• Exercise brief: This task calls for copying every line in the data below that contains the word "send".
══ Material provided
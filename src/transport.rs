use std::io;
use tokio::net::UdpSocket;

use crate::packet::HEADER_SIZE;
use crate::MAX_PAYLOAD;

/// A datagram channel bound to a single peer. Datagrams arrive whole but may
/// be lost, duplicated, delayed or reordered.
#[allow(async_fn_in_trait)]
pub trait Transport {
    async fn send(&mut self, datagram: &[u8]) -> io::Result<()>;

    /// Wait for the next datagram. Must be cancel safe.
    async fn recv(&mut self) -> io::Result<Vec<u8>>;
}

/// A connected socket: `UdpSocket::connect` must have been called.
impl Transport for UdpSocket {
    async fn send(&mut self, datagram: &[u8]) -> io::Result<()> {
        UdpSocket::send(self, datagram).await?;
        Ok(())
    }

    async fn recv(&mut self) -> io::Result<Vec<u8>> {
        let mut buf = vec![0; HEADER_SIZE + MAX_PAYLOAD];
        let n = UdpSocket::recv(self, &mut buf).await?;
        buf.truncate(n);
        Ok(buf)
    }
}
════
• Response to this exercise:
    async fn send(&mut self, datagram: &[u8]) -> io::Result<()>;
    async fn send(&mut self, datagram: &[u8]) -> io::Result<()> {
        UdpSocket::send(self, datagram).await?;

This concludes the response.